Mi hermano teletrabajó desde el chalet durante todo el verano, la mitad del tiempo hablando a voces por el teléfono. Otra manía suya que me resulta bastante molesta es la de ponerse a hacer diversas cosas, dejarlas a medias durante semanas y abandonar los trastos en medio. Si no tengo mucho dolores, tampoco es que me suponga un esfuerzo extraordinario apartarlos, pero me cuesta mucho más que a una persona normal y no puedo recogerlos, solo moverlos, así que siguen siendo una molestia y me limitan aún más el acceso a determinados lugares.

La paciencia que adquirí durante la convalecencia inicial me ha venido muy bien. Sé que no lo hace con mala intención, pero los que lo conocéis sabéis que es muy autoritario y no admite opiniones distintas a la suya. Este año no he querido discutir con él porque sé que también llevaba una carga importante encima; además, solo suele servir para cabrearme, me caliento enseguida y acabo diciendo cosas que en realidad no pienso. También soy consciente de que el chalet no está solo para mi disfrute.
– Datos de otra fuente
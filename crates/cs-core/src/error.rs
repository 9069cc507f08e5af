//! Framework error type.
//!
//! Sub-crates define their own error enums (`VehicleError`,
//! `ConstructionError`, `SimError`, …) and wrap `CoreError` where a core
//! validation fails inside them.

use thiserror::Error;

/// The top-level error type for `cs-core` and a common base for sub-crates.
#[derive(Debug, Error)]
pub enum CoreError {
    #[error("configuration error: {0}")]
    Config(String),

    #[error("parse error: {0}")]
    Parse(String),

    #[error("I/O error: {0}")]
    Io(#[from] std::io::Error),
}

/// Shorthand result type for all `cs-*` crates.
pub type CoreResult<T> = Result<T, CoreError>;
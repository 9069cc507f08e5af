//! Unit tests for cs-station.

use cs_core::{FuelKind, GeoPoint, SlotIndex, StationId, Tick, VehicleId};
use cs_vehicle::{DepartureReason, Vehicle, VehicleBuilder, VehicleState};

use crate::{
    ChargeOutcome, ConstructionError, RejectReason, RequestOutcome, ResourceAccount, SlotPool,
    Station, StationBuilder, StationError, WaitQueue,
};

// ── Helpers ───────────────────────────────────────────────────────────────────

fn car(id: u32, kind: FuelKind, capacity: f64, level: f64) -> Vehicle {
    VehicleBuilder::new(VehicleId(id), kind, capacity).level(level).build().unwrap()
}

fn waiter(id: u32, kind: FuelKind, max_wait: u64, priority: bool) -> Vehicle {
    VehicleBuilder::new(VehicleId(id), kind, 50.0)
        .max_wait(max_wait)
        .priority(priority)
        .build()
        .unwrap()
}

/// One gas slot (5/tick) and one electric slot (2/tick), deep reserves.
fn one_each() -> Station {
    StationBuilder::new(StationId(1))
        .fuel(FuelKind::Gas, 1, 5.0, 1_000.0)
        .fuel(FuelKind::Electric, 1, 2.0, 1_000.0)
        .build()
        .unwrap()
}

fn gas_only(slots: i32) -> Station {
    StationBuilder::new(StationId(2))
        .fuel(FuelKind::Gas, slots, 5.0, 1_000.0)
        .build()
        .unwrap()
}

fn ids(queue: &WaitQueue) -> Vec<u32> {
    queue.iter().map(|e| e.vehicle.0).collect()
}
//! `cs-vehicle` — the vehicle model for the charging-station simulator.
//!
//! # Crate layout
//!
//! | Module          | Contents                                                  |
//! |-----------------|-----------------------------------------------------------|
//! | [`vehicle`]     | `Vehicle`, `VehicleState`, `DepartureReason`              |
//! | [`builder`]     | `VehicleBuilder` (validated construction)                 |
//! | [`loader`]      | CSV fleet loader                                          |
//! | [`generator`]   | `FleetGenerator` (seeded random fleets)                   |
//! | [`error`]       | `VehicleError`, `VehicleResult`                           |
//!
//! A `Vehicle` is owned by whoever drives it (a `VehicleAgent` thread in
//! `cs-sim`, or a test).  While it is at a station the station owns it; the
//! vehicle only remembers the station's id, never a reference to it.

pub mod builder;
pub mod error;
pub mod generator;
pub mod loader;
pub mod vehicle;


pub use builder::{VehicleBuilder, DEFAULT_MAX_WAIT};
pub use error::{VehicleError, VehicleResult};
pub use generator::FleetGenerator;
pub use loader::{load_fleet_csv, load_fleet_reader};
pub use vehicle::{DepartureReason, Vehicle, VehicleState};
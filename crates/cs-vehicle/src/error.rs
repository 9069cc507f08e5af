use cs_core::VehicleId;
use thiserror::Error;

#[derive(Debug, Error)]
pub enum VehicleError {
    #[error("{id}: capacity must be finite and > 0, got {capacity}")]
    InvalidCapacity { id: VehicleId, capacity: f64 },

    #[error("{id}: level {level} outside [0, {capacity}]")]
    InvalidLevel {
        id:       VehicleId,
        level:    f64,
        capacity: f64,
    },

    #[error("duplicate vehicle id {0} in fleet")]
    DuplicateId(VehicleId),

    #[error("fleet generator misconfigured: {0}")]
    Generator(String),

    #[error("fleet parse error: {0}")]
    Parse(String),

    #[error("I/O error: {0}")]
    Io(#[from] std::io::Error),
}

pub type VehicleResult<T> = Result<T, VehicleError>;
//! `cs-core` — foundational types for the charging-station fleet simulator.
//!
//! This crate is a dependency of every other `cs-*` crate.  It intentionally
//! has no `cs-*` dependencies and minimal external ones (only `rand` and
//! `thiserror`, plus optional `serde`).
//!
//! # What lives here
//!
//! | Module          | Contents                                              |
//! |-----------------|-------------------------------------------------------|
//! | [`ids`]         | `VehicleId`, `StationId`, `SlotIndex`                 |
//! | [`fuel`]        | `FuelKind` enum, `PerKind<T>` lookup table            |
//! | [`geo`]         | `GeoPoint` and WGS-84 range validation               |
//! | [`time`]        | `Tick`, `SimConfig`                                   |
//! | [`rng`]         | `VehicleRng` (per-vehicle), `SimRng` (global)         |
//! | [`error`]       | `CoreError`, `CoreResult`                             |
//!
//! # Feature flags
//!
//! | Flag    | Effect                                                     |
//! |---------|------------------------------------------------------------|
//! | `serde` | Adds `Serialize`/`Deserialize` to all public types.        |

pub mod error;
pub mod fuel;
pub mod geo;
pub mod ids;
pub mod rng;
pub mod time;


// ── Re-exports ────────────────────────────────────────────────────────────────

pub use error::{CoreError, CoreResult};
pub use fuel::{FuelKind, PerKind};
pub use geo::GeoPoint;
pub use ids::{SlotIndex, StationId, VehicleId};
pub use rng::{SimRng, VehicleRng};
pub use time::{SimConfig, Tick};
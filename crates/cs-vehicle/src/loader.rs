//! CSV fleet loader.
//!
//! # CSV format
//!
//! One row per vehicle.  `priority` and `max_wait` may be left empty.
//!
//! ```csv
//! vehicle_id,fuel,capacity,level,max_wait,priority
//! 0,gas,120,60.9,900,false
//! 1,electric,30,13,,true
//! 2,electric,70,,15,
//! ```
//!
//! | Column     | Meaning                                          | Default            |
//! |------------|--------------------------------------------------|--------------------|
//! | `fuel`     | `gas` or `electric`                              | required           |
//! | `capacity` | tank size, > 0                                   | required           |
//! | `level`    | fuel already in the tank, `[0, capacity]`        | `0`                |
//! | `max_wait` | acceptable queue wait in ticks                   | `DEFAULT_MAX_WAIT` |
//! | `priority` | `true` / `false`                                 | `false`            |
//!
//! Every row goes through [`VehicleBuilder`], so a file never yields a
//! vehicle the builder would reject.  Duplicate ids fail the whole load.

use std::collections::HashSet;
use std::io::Read;
use std::path::Path;

use serde::Deserialize;

use cs_core::{FuelKind, VehicleId};

use crate::{DEFAULT_MAX_WAIT, Vehicle, VehicleBuilder, VehicleError, VehicleResult};

// ── CSV record ────────────────────────────────────────────────────────────────

#[derive(Deserialize)]
struct FleetRecord {
    vehicle_id: u32,
    fuel:       String,
    capacity:   f64,
    level:      Option<f64>,
    max_wait:   Option<u64>,
    priority:   Option<bool>,
}

// ── Public API ────────────────────────────────────────────────────────────────

/// Load a fleet from a CSV file.  Vehicles are returned in file order.
pub fn load_fleet_csv(path: &Path) -> VehicleResult<Vec<Vehicle>> {
    let file = std::fs::File::open(path)?;
    load_fleet_reader(file)
}

/// Like [`load_fleet_csv`] but accepts any `Read` source.
///
/// Useful for testing (pass a `std::io::Cursor`) or embedding a fleet in a
/// binary.
pub fn load_fleet_reader<R: Read>(reader: R) -> VehicleResult<Vec<Vehicle>> {
    let mut csv_reader = csv::Reader::from_reader(reader);
    let mut seen: HashSet<VehicleId> = HashSet::new();
    let mut fleet = Vec::new();

    for result in csv_reader.deserialize::<FleetRecord>() {
        let row = result.map_err(|e| VehicleError::Parse(e.to_string()))?;
        let id = VehicleId(row.vehicle_id);
        if !seen.insert(id) {
            return Err(VehicleError::DuplicateId(id));
        }

        let kind = parse_fuel(&row.fuel)?;
        let vehicle = VehicleBuilder::new(id, kind, row.capacity)
            .level(row.level.unwrap_or(0.0))
            .max_wait(row.max_wait.unwrap_or(DEFAULT_MAX_WAIT))
            .priority(row.priority.unwrap_or(false))
            .build()?;
        fleet.push(vehicle);
    }

    Ok(fleet)
}

// ── Helpers ───────────────────────────────────────────────────────────────────

fn parse_fuel(s: &str) -> VehicleResult<FuelKind> {
    FuelKind::parse(s).ok_or_else(|| {
        VehicleError::Parse(format!(
            "invalid fuel {s:?}: expected \"gas\" or \"electric\""
        ))
    })
}
use cs_core::{CoreError, StationId, VehicleId};
use cs_station::ConstructionError;
use thiserror::Error;

#[derive(Debug, Error)]
pub enum SimError {
    #[error("run configuration error: {0}")]
    Config(#[from] CoreError),

    #[error("station construction failed: {0}")]
    Construction(#[from] ConstructionError),

    #[error("no station with id {0}")]
    UnknownStation(StationId),

    #[error("station id {0} registered twice")]
    DuplicateStation(StationId),

    #[error("failed to spawn {what} thread: {source}")]
    Spawn {
        what:   String,
        #[source]
        source: std::io::Error,
    },

    #[error("{station} went away before {vehicle} finished")]
    StationClosed {
        station: StationId,
        vehicle: VehicleId,
    },

    #[error("{0} thread panicked")]
    WorkerPanicked(String),
}

pub type SimResult<T> = Result<T, SimError>;
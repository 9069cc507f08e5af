//! `WaitQueue` — vehicles waiting for a slot, priority first, then FIFO.
//!
//! # Ordering
//!
//! The queue is always partitioned: every priority entry precedes every
//! non-priority entry, and each class is in arrival order.  Enqueue keeps the
//! partition with a single `partition_point` search:
//!
//! ```text
//!   [ P P P | N N N N ]
//!           ^ priority vehicles insert here, others append at the end
//! ```
//!
//! Priority is read once, at enqueue time.  Entries never move between
//! classes while queued.
//!
//! A membership set makes duplicate detection O(1); a vehicle appears at
//! most once.

use std::collections::VecDeque;

use cs_core::{FuelKind, Tick, VehicleId};
use cs_vehicle::Vehicle;

use crate::IdSet;

/// One queued vehicle.
#[derive(Clone, Debug, PartialEq, Eq)]
pub struct QueueEntry {
    pub vehicle:     VehicleId,
    pub kind:        FuelKind,
    pub priority:    bool,
    pub enqueued_at: Tick,
    /// The vehicle's own acceptable wait, copied at enqueue time.
    pub max_wait:    u64,
}

impl QueueEntry {
    /// Ticks spent in the queue as of `now`.
    #[inline]
    pub fn waited(&self, now: Tick) -> u64 {
        now.since(self.enqueued_at)
    }

    /// The wait limit actually applied: the vehicle's own limit, capped by
    /// the station's ceiling when there is one.
    #[inline]
    pub fn limit(&self, ceiling: Option<u64>) -> u64 {
        ceiling.map_or(self.max_wait, |c| c.min(self.max_wait))
    }

    /// `true` once the entry has waited strictly longer than its limit.
    #[inline]
    pub fn is_stale(&self, now: Tick, ceiling: Option<u64>) -> bool {
        self.waited(now) > self.limit(ceiling)
    }
}

#[derive(Debug, Default)]
pub struct WaitQueue {
    entries: VecDeque<QueueEntry>,
    members: IdSet<VehicleId>,
}

impl WaitQueue {
    pub fn new() -> Self {
        Self::default()
    }

    /// Queue `vehicle` as of `now` and return its 0-based position.
    ///
    /// Returns `None` (and changes nothing) if the vehicle is already queued.
    pub fn enqueue(&mut self, vehicle: &Vehicle, now: Tick) -> Option<usize> {
        if !self.members.insert(vehicle.id()) {
            return None;
        }
        let entry = QueueEntry {
            vehicle:     vehicle.id(),
            kind:        vehicle.kind(),
            priority:    vehicle.is_priority(),
            enqueued_at: now,
            max_wait:    vehicle.max_wait(),
        };
        let pos = if entry.priority {
            self.entries.partition_point(|e| e.priority)
        } else {
            self.entries.len()
        };
        self.entries.insert(pos, entry);
        Some(pos)
    }

    /// Remove and return every entry with `now - enqueued_at` greater than
    /// its limit (see [`QueueEntry::limit`]).  Survivors keep their order.
    pub fn evict_stale(&mut self, now: Tick, ceiling: Option<u64>) -> Vec<QueueEntry> {
        self.take_where(usize::MAX, |e| e.is_stale(now, ceiling))
    }

    /// Remove and return the first `n` entries in queue order.
    pub fn dequeue_up_to(&mut self, n: usize) -> Vec<QueueEntry> {
        let n = n.min(self.entries.len());
        let taken: Vec<QueueEntry> = self.entries.drain(..n).collect();
        for e in &taken {
            self.members.remove(&e.vehicle);
        }
        taken
    }

    /// Remove and return the first `n` entries of `kind` in queue order.
    /// Entries of other kinds keep their positions.
    pub fn dequeue_kind_up_to(&mut self, kind: FuelKind, n: usize) -> Vec<QueueEntry> {
        self.take_where(n, |e| e.kind == kind)
    }

    /// Put back an entry whose promotion failed, at the head of its priority
    /// class.  Returns `false` if the vehicle is already queued.
    pub fn restore(&mut self, entry: QueueEntry) -> bool {
        if !self.members.insert(entry.vehicle) {
            return false;
        }
        let pos = if entry.priority {
            0
        } else {
            self.entries.partition_point(|e| e.priority)
        };
        self.entries.insert(pos, entry);
        true
    }

    // ── Queries ───────────────────────────────────────────────────────────

    #[inline]
    pub fn contains(&self, vehicle: VehicleId) -> bool {
        self.members.contains(&vehicle)
    }

    #[inline]
    pub fn len(&self) -> usize {
        self.entries.len()
    }

    #[inline]
    pub fn is_empty(&self) -> bool {
        self.entries.is_empty()
    }

    pub fn position(&self, vehicle: VehicleId) -> Option<usize> {
        if !self.contains(vehicle) {
            return None;
        }
        self.entries.iter().position(|e| e.vehicle == vehicle)
    }

    pub fn count_kind(&self, kind: FuelKind) -> usize {
        self.entries.iter().filter(|e| e.kind == kind).count()
    }

    /// Entries in queue order.
    pub fn iter(&self) -> impl Iterator<Item = &QueueEntry> + '_ {
        self.entries.iter()
    }

    /// `true` if no non-priority entry precedes a priority entry.
    pub(crate) fn is_partitioned(&self) -> bool {
        let boundary = self.entries.partition_point(|e| e.priority);
        self.entries.iter().skip(boundary).all(|e| !e.priority)
    }

    // ── Helpers ───────────────────────────────────────────────────────────

    /// Remove up to `limit` entries matching `pred`, preserving the relative
    /// order of both the removed and the remaining entries.
    fn take_where(&mut self, limit: usize, mut pred: impl FnMut(&QueueEntry) -> bool) -> Vec<QueueEntry> {
        let mut taken = Vec::new();
        if limit == 0 {
            return taken;
        }
        let mut kept = VecDeque::with_capacity(self.entries.len());
        for entry in self.entries.drain(..) {
            if taken.len() < limit && pred(&entry) {
                taken.push(entry);
            } else {
                kept.push_back(entry);
            }
        }
        self.entries = kept;
        for e in &taken {
            self.members.remove(&e.vehicle);
        }
        taken
    }
}
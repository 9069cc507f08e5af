//! `VehicleAgent` — one vehicle's thread of control.
//!
//! The agent moves its `Vehicle` into the request, so a vehicle can have at
//! most one outstanding request at a time.  After admission it blocks on its
//! [`Ticket`](crate::Ticket) until the station reports a terminal transition
//! and gets the vehicle back inside the [`Departure`].

use std::thread::{self, JoinHandle};

use cs_core::VehicleId;
use cs_station::{Departure, RejectReason};
use cs_vehicle::{DepartureReason, Vehicle};

use crate::{Admission, Clock, SimError, SimResult, StationHandle};

/// How an agent's visit ended.
#[derive(Debug, PartialEq)]
pub enum AgentOutcome {
    Departed(Departure),
    Rejected(Vehicle, RejectReason),
}

impl AgentOutcome {
    pub fn vehicle(&self) -> &Vehicle {
        match self {
            AgentOutcome::Departed(d) => &d.vehicle,
            AgentOutcome::Rejected(v, _) => v,
        }
    }

    /// `Some(reason)` if the vehicle was admitted and later departed.
    pub fn reason(&self) -> Option<DepartureReason> {
        match self {
            AgentOutcome::Departed(d) => Some(d.reason),
            AgentOutcome::Rejected(..) => None,
        }
    }
}

pub struct VehicleAgent {
    vehicle: Vehicle,
    station: StationHandle,
}

impl VehicleAgent {
    pub fn new(vehicle: Vehicle, station: StationHandle) -> Self {
        Self { vehicle, station }
    }

    /// Request a slot and block until the visit ends.
    pub fn run<C: Clock>(self, clock: &C) -> SimResult<AgentOutcome> {
        let id = self.vehicle.id();
        let now = clock.now();
        match self.station.request(self.vehicle, now) {
            Admission::Rejected(vehicle, reason) => {
                tracing::debug!(vehicle = %id, station = %self.station.id(), %reason, "agent turned away");
                Ok(AgentOutcome::Rejected(vehicle, reason))
            }
            Admission::Charging { ticket, .. } | Admission::Queued { ticket, .. } => {
                let departure = ticket.wait()?;
                tracing::debug!(
                    vehicle = %id,
                    station = %self.station.id(),
                    reason = %departure.reason,
                    waited_ticks = departure.at.since(now),
                    "agent done"
                );
                Ok(AgentOutcome::Departed(departure))
            }
        }
    }

    /// [`run`](Self::run) on a dedicated thread named `vehicle-<id>`.
    pub fn spawn<C: Clock>(self, clock: C) -> SimResult<AgentHandle> {
        let id = self.vehicle.id();
        let join = thread::Builder::new()
            .name(format!("vehicle-{}", id.0))
            .spawn(move || self.run(&clock))
            .map_err(|source| SimError::Spawn { what: format!("agent for {id}"), source })?;
        Ok(AgentHandle { id, join })
    }
}

pub struct AgentHandle {
    id:   VehicleId,
    join: JoinHandle<SimResult<AgentOutcome>>,
}

impl AgentHandle {
    #[inline]
    pub fn id(&self) -> VehicleId {
        self.id
    }

    pub fn is_finished(&self) -> bool {
        self.join.is_finished()
    }

    pub fn join(self) -> SimResult<AgentOutcome> {
        self.join
            .join()
            .map_err(|_| SimError::WorkerPanicked(format!("agent for {}", self.id)))?
    }
}
//! Spin animation state machine
//!
//! `Idle -> Spinning -> Idle`, driven by a host frame callback that supplies a
//! monotonic clock in milliseconds. Progress is a function of elapsed time only,
//! so the result is the same at 30 Hz or 144 Hz.

use serde::{Deserialize, Serialize};

use super::angle::{self, Resolution};
use crate::consts::*;
use crate::error::{StateError, ValidationError};
use crate::roster::Participant;

/// Ease-out cubic: fast start, decelerates into the stop
#[inline]
pub fn ease_out_cubic(t: f64) -> f64 {
    let t = t.clamp(0.0, 1.0);
    1.0 - (1.0 - t).powi(3)
}

/// Observable wheel state
#[derive(Debug, Clone, Copy, PartialEq, Default, Serialize, Deserialize)]
pub struct WheelState {
    pub segment_count: usize,
    /// Radians, accumulates across spins
    pub current_rotation: f64,
    pub is_spinning: bool,
}

/// Outcome of a spin, fixed before the wheel moves
#[derive(Debug, Clone, PartialEq, Serialize, Deserialize)]
pub struct SpinResult {
    pub winner_index: usize,
    pub winner: Participant,
    /// Full animated delta (degrees)
    pub target_rotation: f64,
    /// Degrees
    pub segment_angle: f64,
}

/// Timing knobs for the animator
#[derive(Debug, Clone, Copy, PartialEq)]
pub struct SpinTiming {
    pub duration_ms: f64,
    pub announce_delay_ms: f64,
    pub extra_turns: u32,
    pub pointer_angle_deg: f64,
}

impl Default for SpinTiming {
    fn default() -> Self {
        Self {
            duration_ms: SPIN_DURATION_DEFAULT_MS,
            announce_delay_ms: ANNOUNCE_DELAY_MS,
            extra_turns: EXTRA_TURNS,
            pointer_angle_deg: POINTER_ANGLE_DEG,
        }
    }
}

#[derive(Debug, Clone)]
struct ActiveSpin {
    start_rotation: f64,
    /// Radians
    delta: f64,
    start_ms: f64,
    /// Radians
    segment_width: f64,
    last_segment: i64,
    result: SpinResult,
}

#[derive(Debug, Clone)]
struct Announcement {
    due_ms: f64,
    result: SpinResult,
}

/// What a single frame step produced
#[derive(Debug, Clone, Default, PartialEq)]
pub struct FrameStep {
    /// Rotation to composite this frame (radians)
    pub rotation: f64,
    /// Segment boundaries crossed since the previous frame
    pub ticks: u32,
    /// The wheel came to rest on this frame
    pub stopped: bool,
    /// Winner ready to be shown (after the display delay)
    pub announce: Option<SpinResult>,
    /// Host should schedule another frame
    pub keep_running: bool,
}

/// Drives one spin at a time
#[derive(Debug, Clone)]
pub struct SpinAnimator {
    wheel: WheelState,
    timing: SpinTiming,
    active: Option<ActiveSpin>,
    pending: Option<Announcement>,
}

impl SpinAnimator {
    pub fn new(timing: SpinTiming) -> Self {
        Self {
            wheel: WheelState::default(),
            timing,
            active: None,
            pending: None,
        }
    }

    pub fn state(&self) -> WheelState {
        self.wheel
    }

    pub fn timing(&self) -> SpinTiming {
        self.timing
    }

    /// Takes effect from the next spin
    pub fn set_timing(&mut self, timing: SpinTiming) {
        self.timing = timing;
    }

    pub fn is_spinning(&self) -> bool {
        self.wheel.is_spinning
    }

    /// Wheel rotation in degrees
    pub fn rotation_degrees(&self) -> f64 {
        self.wheel.current_rotation.to_degrees()
    }

    /// Keep the segment count in sync with the roster while idle
    pub fn set_segment_count(&mut self, count: usize) {
        if !self.wheel.is_spinning {
            self.wheel.segment_count = count;
        }
    }

    /// Back to zero rotation (explicit clear only)
    pub fn reset_rotation(&mut self) {
        if !self.wheel.is_spinning {
            self.wheel.current_rotation = 0.0;
        }
    }

    /// Begin spinning toward `winner_index`.
    ///
    /// The delta is aligned to the current accumulated rotation so the winner
    /// lands under the pointer whatever angle the previous spin left behind.
    pub fn start(
        &mut self,
        winner_index: usize,
        winner: Participant,
        segment_count: usize,
        now_ms: f64,
    ) -> Result<Resolution, crate::DrawError> {
        if self.wheel.is_spinning {
            return Err(StateError::AlreadySpinning.into());
        }
        if segment_count < MIN_PARTICIPANTS {
            return Err(ValidationError::TooFewParticipants {
                count: segment_count,
                min: MIN_PARTICIPANTS,
            }
            .into());
        }

        let res = angle::resolve(
            winner_index,
            segment_count,
            self.timing.pointer_angle_deg,
            self.timing.extra_turns,
        )?;
        let delta_deg = res.delta_from(self.rotation_degrees(), self.timing.extra_turns);
        let segment_width = res.segment_angle.to_radians();

        self.wheel.segment_count = segment_count;
        self.wheel.is_spinning = true;
        self.active = Some(ActiveSpin {
            start_rotation: self.wheel.current_rotation,
            delta: delta_deg.to_radians(),
            start_ms: now_ms,
            segment_width,
            last_segment: (self.wheel.current_rotation / segment_width).floor() as i64,
            result: SpinResult {
                winner_index,
                winner,
                target_rotation: delta_deg,
                segment_angle: res.segment_angle,
            },
        });

        log::info!(
            "Spin started: winner #{} of {}, delta {:.1}°",
            winner_index,
            segment_count,
            delta_deg
        );
        Ok(res)
    }

    /// Advance to `now_ms`
    pub fn step(&mut self, now_ms: f64) -> FrameStep {
        let mut frame = FrameStep {
            rotation: self.wheel.current_rotation,
            ..Default::default()
        };

        if let Some(spin) = self.active.as_mut() {
            let elapsed = now_ms - spin.start_ms;
            let t = if self.timing.duration_ms > 0.0 {
                (elapsed / self.timing.duration_ms).clamp(0.0, 1.0)
            } else {
                1.0
            };

            let rotation = if t >= 1.0 {
                // Snap to the exact target instead of the eased approximation
                spin.start_rotation + spin.delta
            } else {
                spin.start_rotation + spin.delta * ease_out_cubic(t)
            };

            let segment = (rotation / spin.segment_width).floor() as i64;
            if segment > spin.last_segment {
                frame.ticks = (segment - spin.last_segment) as u32;
                spin.last_segment = segment;
            }

            self.wheel.current_rotation = rotation;
            frame.rotation = rotation;

            if t >= 1.0 {
                if let Some(done) = self.active.take() {
                    log::info!("Wheel stopped on #{}", done.result.winner_index);
                    self.pending = Some(Announcement {
                        due_ms: now_ms + self.timing.announce_delay_ms,
                        result: done.result,
                    });
                }
                self.wheel.is_spinning = false;
                frame.stopped = true;
            }
        }

        if self.pending.as_ref().is_some_and(|p| now_ms >= p.due_ms) {
            frame.announce = self.pending.take().map(|p| p.result);
        }

        frame.keep_running = self.active.is_some() || self.pending.is_some();
        frame
    }

    /// Hand over an announcement that has not fired yet
    pub fn take_pending(&mut self) -> Option<SpinResult> {
        self.pending.take().map(|p| p.result)
    }

    /// Host teardown: drop the in-flight spin and any pending announcement
    pub fn cancel(&mut self) {
        if self.active.take().is_some() {
            log::info!("Spin cancelled");
        }
        self.pending = None;
        self.wheel.is_spinning = false;
    }
}

impl Default for SpinAnimator {
    fn default() -> Self {
        Self::new(SpinTiming::default())
    }
}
Son circunstancias que en una situación normal no habrían supuesto un gran problema, pero la acumulación de todos estos factores a lo largo de tres meses, sumada a mis limitaciones físicas y dolores, todo lo que arrastra la pandemia y otras circunstancias de mayor o menor importancia, me acabó desquiciando.

Recordaréis que uno de mis salvavidas durante la pandemia habían sido los juegos de tablero a distancia. También lo fueron durante la primera mitad del verano, pero entre el hastío derivado de mi situación y que mis compañeros de juego fueron encontrando otras ocupaciones veraniegas, acabé dejándolo. Sin posibilidad de leer, ver la tele o recurrir a otras opciones de ocio, mi situación no hizo sino empeorar.

 

Tabletop Simulator

Gloomhaven en línea, un juego de mesa muy popular

 

He procurado —y creo que conseguido, salvo con mi hermano en alguna ocasión— no pagarlo con los demás. Sin embargo, llegado un punto, todo esto terminó de superarme y, ya al borde del colapso mental, pedí a unos amigos que me llevaran de vuelta a Valladolid en cuanto el calor empezó a ceder un poco. Soy consciente de que en vez de resolver mis problemas, huí de ellos. Pero mis intentos de resolverlos acabaron en broncas, así que la huida supuso un gran alivio inmediato y necesario. Sin duda, ha sido el peor verano de mi vida, superando incluso al que pasé en el Hospital de Parapléjicos de Toledo después de la lesión medular. Ya veremos qué pasa el próximo, pero de momento prefiero dejar atrás ese capítulo de mi vida.